All lines before the one containing "updates of the", plus that line itself, are to be printed exactly as they appear below.

Stored entries:
Content starts
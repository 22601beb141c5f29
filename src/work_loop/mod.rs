//! Work Loop - Build a finished tree from the current one.
//!
//! One render walks the work-in-progress tree depth first:
//!
//! ```text
//!            root
//!           /    \
//!         A        D          begin:    root A B C D
//!        / \                 complete: B C A D root
//!       B   C
//! ```
//!
//! - `begin` (top-down) decides whether a node can be skipped, renders it,
//!   and reconciles its children. It returns the first child to visit next.
//! - `complete` (bottom-up) creates or diffs host instances and bubbles
//!   flags and lanes into the parent, then moves to the sibling or back up.
//!
//! A render runs to completion. When it fails, every buffer it allocated is
//! released, every parent link it moved is restored, and the updates of the
//! failed lanes are dropped from the current tree. The next render starts
//! from what was last committed.

mod begin;
mod complete;

use crate::engine::{Engine, MemoizedState, NodeId, NodeQueue};
use crate::hooks::Hook;
use crate::error::ReconcileResult;
use crate::lanes::Lanes;

impl Engine {
    /// Render the root for `lanes`. Returns the finished HostRoot buffer.
    pub(crate) fn render_root(&mut self, lanes: Lanes) -> ReconcileResult<NodeId> {
        let _span = tracing::debug_span!("render_root", ?lanes).entered();
        tracing::debug!(?lanes, nodes = self.arena.len(), "render started");

        let root = self.prepare_fresh_stack(lanes);
        while let Some(unit) = self.work_in_progress {
            if let Err(err) = self.perform_unit_of_work(unit) {
                tracing::debug!(%err, "render aborted");
                self.discard_render();
                self.drop_failed_lanes(lanes);
                return Err(err);
            }
        }

        self.arena.end_journal();
        self.wip_root = None;
        self.render_lanes = Lanes::empty();
        Ok(root)
    }

    /// Throw away any in-progress work and start from the current root.
    fn prepare_fresh_stack(&mut self, lanes: Lanes) -> NodeId {
        if self.wip_root.is_some() {
            tracing::warn!("discarding an unfinished render");
            self.discard_render();
        }
        self.arena.begin_journal();

        let props = self.arena[self.current].memoized_props.clone();
        let wip = self.arena.work_in_progress(self.current, props);
        self.arena.set_parent(wip, None);

        self.wip_root = Some(wip);
        self.work_in_progress = Some(wip);
        self.render_lanes = lanes;
        wip
    }

    fn discard_render(&mut self) {
        self.arena.discard_journal();
        self.wip_root = None;
        self.work_in_progress = None;
        self.render_lanes = Lanes::empty();
    }

    /// Forget the updates of a failed render: strip `lanes` from the root,
    /// from every node of the current tree and its alternate, and from every
    /// state cell and update queue in it.
    fn drop_failed_lanes(&mut self, lanes: Lanes) {
        self.root_lanes.mark_failed(lanes);

        let mut stack = vec![self.current];
        while let Some(id) = stack.pop() {
            let node = &mut self.arena[id];
            node.lanes = node.lanes.remove_lanes(lanes);
            node.child_lanes = node.child_lanes.remove_lanes(lanes);
            if let MemoizedState::Hooks(hooks) = &mut node.memoized_state {
                for hook in hooks.iter_mut() {
                    if let Hook::State(state) = hook {
                        state.drop_lanes(lanes);
                    }
                }
            }
            match &mut node.update_queue {
                NodeQueue::Root(queue) => queue.drop_lanes(lanes),
                NodeQueue::Class(queue) => queue.drop_lanes(lanes),
                _ => {}
            }

            let alternate = node.alternate;
            let mut child = node.child;
            if let Some(alt) = alternate.and_then(|alt| self.arena.get_mut(alt)) {
                alt.lanes = alt.lanes.remove_lanes(lanes);
                alt.child_lanes = alt.child_lanes.remove_lanes(lanes);
            }
            while let Some(c) = child {
                stack.push(c);
                child = self.arena[c].sibling;
            }
        }
        tracing::debug!(?lanes, "dropped updates of failed render");
    }

    fn perform_unit_of_work(&mut self, unit: NodeId) -> ReconcileResult<()> {
        let current = self.arena[unit].alternate;
        tracing::trace!(node = ?unit, label = %self.arena[unit].label(), "begin");

        let next = self.begin_work(current, unit)?;
        let node = &mut self.arena[unit];
        node.memoized_props = node.pending_props.clone();

        match next {
            Some(child) => self.work_in_progress = Some(child),
            None => self.complete_unit_of_work(unit)?,
        }
        Ok(())
    }

    /// Complete `unit` and its ancestors until one has an unvisited sibling.
    fn complete_unit_of_work(&mut self, unit: NodeId) -> ReconcileResult<()> {
        let mut completed = unit;
        loop {
            let current = self.arena[completed].alternate;
            self.complete_work(current, completed)?;

            if let Some(sibling) = self.arena[completed].sibling {
                self.work_in_progress = Some(sibling);
                return Ok(());
            }
            match self.arena[completed].parent {
                Some(parent) if Some(completed) != self.wip_root => completed = parent,
                _ => {
                    self.work_in_progress = None;
                    return Ok(());
                }
            }
        }
    }
}

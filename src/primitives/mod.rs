//! Primitives - The description vocabulary.
//!
//! Components return [`Node`] values built from these pieces:
//! - [`h`] - Host element (`div`, `span`, ...)
//! - [`component`] / [`component_of`] - Function component element
//! - [`class`] - Class component element
//! - [`fragment`] - Children without a wrapping host node
//! - [`text`] - Text content (plain `&str`, `String` and numbers convert too)
//!
//! # Identity
//!
//! Elements are matched across renders by `(key, type)`. Keys come from
//! [`ElementBuilder::key`]; without one the position among siblings is used.
//! Types compare by host tag, function pointer / closure allocation, or
//! class `TypeId`.

mod element;
mod types;

pub use element::*;
pub use types::*;
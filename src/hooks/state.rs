//! State cells - queues, reducers, and the dispatch handles components keep.
//!
//! Every `use_state` / `use_reducer` call owns one [`HookQueue`], shared by
//! both buffers of the node and by every [`Dispatch`] handle it handed out.
//! Dispatching never touches the node directly: it pushes onto the queue and
//! lets the root decide whether to schedule, defer, or re-run the render.

use std::any::Any;
use std::cell::RefCell;
use std::fmt;
use std::marker::PhantomData;
use std::rc::{Rc, Weak};

use crate::engine::NodeId;
use crate::lanes::Lanes;
use crate::root::{Shared, dispatch_state_update};

/// Type-erased state value.
pub type Value = Rc<dyn Any>;

/// Type-erased action.
pub type Action = Rc<dyn Any>;

/// Type-erased reducer. Identity (`Rc::ptr_eq`) decides whether an eager
/// result can be reused.
pub type Reducer = Rc<dyn Fn(&Value, &Action) -> Value>;

/// Result computed at dispatch time, valid only for the same reducer.
#[derive(Clone)]
pub struct EagerState {
    pub state: Value,
    pub reducer: Reducer,
}

/// One queued state-cell update.
#[derive(Clone)]
pub struct HookUpdate {
    pub lane: Lanes,
    pub action: Action,
    pub eager: Option<EagerState>,
}

/// Queue shared by both buffers of one state cell.
pub struct HookQueue {
    pub pending: Vec<HookUpdate>,
    pub last_rendered_reducer: Option<Reducer>,
    pub last_rendered_state: Option<Value>,
    /// Equality of two states of this cell's concrete type.
    pub eq: fn(&Value, &Value) -> bool,
}

pub type SharedQueue = Rc<RefCell<HookQueue>>;

/// Per-render record of one state cell.
#[derive(Clone)]
pub struct StateHook {
    pub memoized: Value,
    pub base_state: Value,
    pub base_queue: Vec<HookUpdate>,
    pub queue: SharedQueue,
}

impl StateHook {
    /// Move updates that arrived since the last render onto the base queue.
    pub fn absorb_pending(&mut self) {
        let pending: Vec<_> = self.queue.borrow_mut().pending.drain(..).collect();
        self.base_queue.extend(pending);
    }

    /// Forget every update in `lanes`, absorbed or still pending, and make
    /// this cell's committed value the last rendered one again.
    pub fn drop_lanes(&mut self, lanes: Lanes) {
        self.base_queue.retain(|update| !update.lane.includes_some(lanes));
        let mut queue = self.queue.borrow_mut();
        queue.pending.retain(|update| !update.lane.includes_some(lanes));
        queue.last_rendered_state = Some(self.memoized.clone());
    }
}

/// Equality used by state cells of type `T`.
pub fn values_equal<T: PartialEq + 'static>(a: &Value, b: &Value) -> bool {
    match (a.downcast_ref::<T>(), b.downcast_ref::<T>()) {
        (Some(a), Some(b)) => a == b,
        _ => Rc::ptr_eq(a, b),
    }
}

// =============================================================================
// use_state plumbing
// =============================================================================

/// Action accepted by [`SetState`].
pub enum SetStateAction<T> {
    Value(T),
    Updater(Rc<dyn Fn(&T) -> T>),
}

/// The reducer behind `use_state`: replace, or apply the updater.
pub fn basic_state_reducer<T: Clone + 'static>() -> Reducer {
    Rc::new(|state: &Value, action: &Action| -> Value {
        match action.downcast_ref::<SetStateAction<T>>() {
            Some(SetStateAction::Value(next)) => Rc::new(next.clone()),
            Some(SetStateAction::Updater(f)) => match state.downcast_ref::<T>() {
                Some(prev) => Rc::new(f(prev)),
                None => state.clone(),
            },
            None => state.clone(),
        }
    })
}

/// Wrap a typed reducer.
pub fn erase_reducer<S, A>(reducer: impl Fn(&S, &A) -> S + 'static) -> Reducer
where
    S: 'static,
    A: 'static,
{
    Rc::new(move |state: &Value, action: &Action| -> Value {
        match (state.downcast_ref::<S>(), action.downcast_ref::<A>()) {
            (Some(state), Some(action)) => Rc::new(reducer(state, action)),
            _ => state.clone(),
        }
    })
}

// =============================================================================
// Handles
// =============================================================================

/// Sends actions to one `use_reducer` cell.
///
/// Holding a handle does not keep the tree alive; dispatching after the
/// root or the component is gone does nothing.
pub struct Dispatch<A> {
    shared: Weak<Shared>,
    node: NodeId,
    queue: SharedQueue,
    _action: PhantomData<fn(A)>,
}

impl<A: 'static> Dispatch<A> {
    pub(crate) fn new(shared: Weak<Shared>, node: NodeId, queue: SharedQueue) -> Self {
        Self {
            shared,
            node,
            queue,
            _action: PhantomData,
        }
    }

    pub fn dispatch(&self, action: A) {
        if let Some(shared) = self.shared.upgrade() {
            dispatch_state_update(&shared, self.node, &self.queue, Rc::new(action));
        }
    }
}

impl<A> Clone for Dispatch<A> {
    fn clone(&self) -> Self {
        Self {
            shared: self.shared.clone(),
            node: self.node,
            queue: self.queue.clone(),
            _action: PhantomData,
        }
    }
}

impl<A> fmt::Debug for Dispatch<A> {
    fn fmt(&self, f: &mut fmt::Formatter<'_>) -> fmt::Result {
        f.debug_struct("Dispatch").field("node", &self.node).finish()
    }
}

/// Setter returned by `use_state`.
pub struct SetState<T> {
    inner: Dispatch<SetStateAction<T>>,
}

impl<T: 'static> SetState<T> {
    pub(crate) fn new(inner: Dispatch<SetStateAction<T>>) -> Self {
        Self { inner }
    }

    /// Replace the value.
    pub fn set(&self, value: T) {
        self.inner.dispatch(SetStateAction::Value(value));
    }

    /// Derive the value from the latest one.
    pub fn update(&self, f: impl Fn(&T) -> T + 'static) {
        self.inner.dispatch(SetStateAction::Updater(Rc::new(f)));
    }
}

impl<T> Clone for SetState<T> {
    fn clone(&self) -> Self {
        Self {
            inner: self.inner.clone(),
        }
    }
}

impl<T> fmt::Debug for SetState<T> {
    fn fmt(&self, f: &mut fmt::Formatter<'_>) -> fmt::Result {
        f.debug_struct("SetState").field("node", &self.inner.node).finish()
    }
}

#[cfg(test)]
mod tests {
    use super::*;

    #[test]
    fn test_basic_state_reducer() {
        let reducer = basic_state_reducer::<i32>();
        let state: Value = Rc::new(4);

        let set: Action = Rc::new(SetStateAction::Value(9));
        let next = reducer(&state, &set);
        assert_eq!(next.downcast_ref::<i32>(), Some(&9));

        let double: Action = Rc::new(SetStateAction::<i32>::Updater(Rc::new(|n: &i32| n * 2)));
        let next = reducer(&state, &double);
        assert_eq!(next.downcast_ref::<i32>(), Some(&8));
    }

    #[test]
    fn test_erased_reducer_ignores_foreign_actions() {
        let reducer = erase_reducer(|state: &i32, delta: &i32| state + delta);
        let state: Value = Rc::new(1);
        let foreign: Action = Rc::new("nope");
        let next = reducer(&state, &foreign);
        assert!(Rc::ptr_eq(&next, &state));
    }

    #[test]
    fn test_values_equal() {
        let a: Value = Rc::new(String::from("x"));
        let b: Value = Rc::new(String::from("x"));
        let c: Value = Rc::new(String::from("y"));
        assert!(values_equal::<String>(&a, &b));
        assert!(!values_equal::<String>(&a, &c));
    }

    #[test]
    fn test_drop_lanes_restores_committed_value() {
        let committed: Value = Rc::new(1);
        let queue = Rc::new(RefCell::new(HookQueue {
            pending: Vec::new(),
            last_rendered_reducer: None,
            last_rendered_state: Some(Rc::new(7)),
            eq: values_equal::<i32>,
        }));
        let update = |lane| HookUpdate {
            lane,
            action: Rc::new(SetStateAction::Value(7)),
            eager: None,
        };
        queue.borrow_mut().pending.push(update(Lanes::SYNC));
        let mut hook = StateHook {
            memoized: committed.clone(),
            base_state: committed,
            base_queue: vec![update(Lanes::DEFAULT), update(Lanes::SYNC), update(Lanes::empty())],
            queue: queue.clone(),
        };

        hook.drop_lanes(Lanes::SYNC);

        let lanes: Vec<_> = hook.base_queue.iter().map(|u| u.lane).collect();
        assert_eq!(lanes, vec![Lanes::DEFAULT, Lanes::empty()]);
        assert!(queue.borrow().pending.is_empty());
        let last = queue.borrow().last_rendered_state.clone().unwrap();
        assert_eq!(last.downcast_ref::<i32>(), Some(&1));
    }

    #[test]
    fn test_dispatch_without_root_is_noop() {
        let queue = Rc::new(RefCell::new(HookQueue {
            pending: Vec::new(),
            last_rendered_reducer: None,
            last_rendered_state: None,
            eq: values_equal::<i32>,
        }));
        let node = NodeId {
            index: 0,
            generation: 0,
        };
        let setter = SetState::<i32>::new(Dispatch::new(Weak::new(), node, queue.clone()));
        setter.set(3);
        assert!(queue.borrow().pending.is_empty());
    }
}
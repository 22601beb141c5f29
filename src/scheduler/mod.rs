//! Scheduler contract - How roots ask for time to run.
//!
//! The engine never decides *when* work happens. It hands a task and a
//! priority to a [`Scheduler`] and may later cancel it. Any event loop can
//! implement the trait; [`TaskQueue`] is a deterministic implementation
//! driven by hand (tests, embedders without their own loop).

mod task_queue;

pub use task_queue::TaskQueue;

/// A unit of scheduled work.
pub type Task = Box<dyn FnOnce()>;

/// Scheduler priority classes, most urgent first.
#[derive(Debug, Clone, Copy, PartialEq, Eq, PartialOrd, Ord, Hash)]
pub enum PriorityLevel {
    Immediate,
    UserBlocking,
    Normal,
    Low,
    Idle,
}

impl PriorityLevel {
    /// Virtual milliseconds a task may wait before it is considered expired.
    /// Expiration only affects ordering: sort index = start time + timeout.
    pub const fn timeout(self) -> u64 {
        match self {
            PriorityLevel::Immediate => 0,
            PriorityLevel::UserBlocking => 250,
            PriorityLevel::Normal => 5_000,
            PriorityLevel::Low => 10_000,
            // Never expires.
            PriorityLevel::Idle => 1_073_741_823,
        }
    }
}

/// Opaque handle returned by [`Scheduler::schedule_callback`].
#[derive(Debug, Clone, Copy, PartialEq, Eq, Hash, PartialOrd, Ord)]
pub struct TaskHandle(pub u64);

/// The priority-task scheduler the engine depends on.
pub trait Scheduler {
    /// Queue `task` to run later at `priority`. Must not run it synchronously.
    fn schedule_callback(&self, priority: PriorityLevel, task: Task) -> TaskHandle;

    /// Drop a queued task. Cancelling a task that already ran is a no-op.
    fn cancel_callback(&self, handle: TaskHandle);
}
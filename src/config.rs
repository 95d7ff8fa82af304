//! Job configuration with environment overrides.

use std::time::Duration;

use crate::execution::{CoordinatorOptions, ExecutionOptions};
use crate::expr::DivisionByZeroPolicy;

/// Settings for one `generate` call.
#[derive(Debug, Clone, PartialEq)]
pub struct GenerateOptions {
    pub execution: ExecutionOptions,
    /// Bound on total job wall time. `None` waits indefinitely.
    pub timeout: Option<Duration>,
    /// How long in-flight chunks may keep running after a job is aborted.
    pub cancel_grace_period: Duration,
    pub division_by_zero: DivisionByZeroPolicy,
    /// Row failures kept in the outcome; the total count is always reported.
    pub max_recorded_row_failures: usize,
}

impl Default for GenerateOptions {
    fn default() -> Self {
        Self {
            execution: ExecutionOptions::default(),
            timeout: None,
            cancel_grace_period: Duration::from_secs(5),
            division_by_zero: DivisionByZeroPolicy::default(),
            max_recorded_row_failures: 1_000,
        }
    }
}

impl GenerateOptions {
    /// Create options from environment variables, falling back to defaults.
    ///
    /// Environment variables:
    /// - `REPORT_CHUNK_SIZE`: rows per chunk
    /// - `REPORT_MAX_WORKERS`: worker threads
    /// - `REPORT_MAX_IN_FLIGHT_CHUNKS`: dispatch window
    /// - `REPORT_TIMEOUT_SECS`: job timeout in seconds (`0` disables it)
    /// - `REPORT_CANCEL_GRACE_MS`: grace period for in-flight chunks after an abort
    /// - `REPORT_DIVISION_BY_ZERO`: `null` or `fail`
    ///
    /// Values that do not parse are ignored.
    pub fn from_env() -> Self {
        Self::from_lookup(|key| std::env::var(key).ok())
    }

    /// Same as [`GenerateOptions::from_env`], reading variables through `lookup`.
    pub fn from_lookup(lookup: impl Fn(&str) -> Option<String>) -> Self {
        let mut cfg = Self::default();
        let parsed = |key: &str| lookup(key).and_then(|s| s.trim().parse::<u64>().ok());

        if let Some(v) = parsed("REPORT_CHUNK_SIZE") {
            cfg.execution.chunk_size = v as usize;
        }

        if let Some(v) = parsed("REPORT_MAX_WORKERS") {
            cfg.execution.num_threads = Some(v as usize);
        }

        if let Some(v) = parsed("REPORT_MAX_IN_FLIGHT_CHUNKS") {
            cfg.execution.max_in_flight_chunks = v as usize;
        }

        if let Some(v) = parsed("REPORT_TIMEOUT_SECS") {
            cfg.timeout = (v > 0).then(|| Duration::from_secs(v));
        }

        if let Some(v) = parsed("REPORT_CANCEL_GRACE_MS") {
            cfg.cancel_grace_period = Duration::from_millis(v);
        }

        if let Some(policy) = lookup("REPORT_DIVISION_BY_ZERO").and_then(|s| s.parse().ok()) {
            cfg.division_by_zero = policy;
        }

        cfg
    }

    pub fn with_execution(mut self, execution: ExecutionOptions) -> Self {
        self.execution = execution;
        self
    }

    pub fn with_timeout(mut self, timeout: Duration) -> Self {
        self.timeout = Some(timeout);
        self
    }

    pub fn with_division_by_zero(mut self, policy: DivisionByZeroPolicy) -> Self {
        self.division_by_zero = policy;
        self
    }

    pub(crate) fn coordinator_options(&self) -> CoordinatorOptions {
        CoordinatorOptions {
            max_in_flight_chunks: self.execution.max_in_flight_chunks,
            timeout: self.timeout,
            cancel_grace_period: self.cancel_grace_period,
            max_recorded_row_failures: self.max_recorded_row_failures,
        }
    }
}

#[cfg(test)]
mod tests {
    use std::collections::HashMap;
    use std::time::Duration;

    use super::GenerateOptions;
    use crate::expr::DivisionByZeroPolicy;

    fn lookup(pairs: &[(&str, &str)]) -> impl Fn(&str) -> Option<String> {
        let vars: HashMap<String, String> = pairs.iter().map(|(k, v)| (k.to_string(), v.to_string())).collect();
        move |key| vars.get(key).cloned()
    }

    #[test]
    fn overrides_apply_and_garbage_is_ignored() {
        let cfg = GenerateOptions::from_lookup(lookup(&[
            ("REPORT_CHUNK_SIZE", "128"),
            ("REPORT_MAX_WORKERS", "3"),
            ("REPORT_MAX_IN_FLIGHT_CHUNKS", "lots"),
            ("REPORT_TIMEOUT_SECS", "60"),
            ("REPORT_CANCEL_GRACE_MS", "250"),
            ("REPORT_DIVISION_BY_ZERO", "fail"),
        ]));
        let defaults = GenerateOptions::default();

        assert_eq!(cfg.execution.chunk_size, 128);
        assert_eq!(cfg.execution.num_threads, Some(3));
        assert_eq!(cfg.execution.max_in_flight_chunks, defaults.execution.max_in_flight_chunks);
        assert_eq!(cfg.timeout, Some(Duration::from_secs(60)));
        assert_eq!(cfg.cancel_grace_period, Duration::from_millis(250));
        assert_eq!(cfg.division_by_zero, DivisionByZeroPolicy::Fail);
    }

    #[test]
    fn zero_timeout_disables_it() {
        let cfg = GenerateOptions::from_lookup(lookup(&[("REPORT_TIMEOUT_SECS", "0")]));
        assert_eq!(cfg.timeout, None);
        assert_eq!(GenerateOptions::from_lookup(lookup(&[])), GenerateOptions::default());
    }
}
Content ends
**Reply:**
repository 22601beb141c5f29
filename src/work_loop/mod.rs
//! Work Loop - Build a finished tree from the current one.
//!
//! One render walks the work-in-progress tree depth first:
//!
//! ```text
//!            root
//!           /    \
//!         A        D          begin:    root A B C D
//!        / \                 complete: B C A D root
//!       B   C
//! ```
//!
//! - `begin` (top-down) decides whether a node can be skipped, renders it,
//!   and reconciles its children. It returns the first child to visit next.
//! - `complete` (bottom-up) creates or diffs host instances and bubbles
//!   flags and lanes into the parent, then moves to the sibling or back up.
//!
//! A render runs to completion. When it fails, every buffer it allocated is
//! released, every parent link it moved is restored, and the updates of the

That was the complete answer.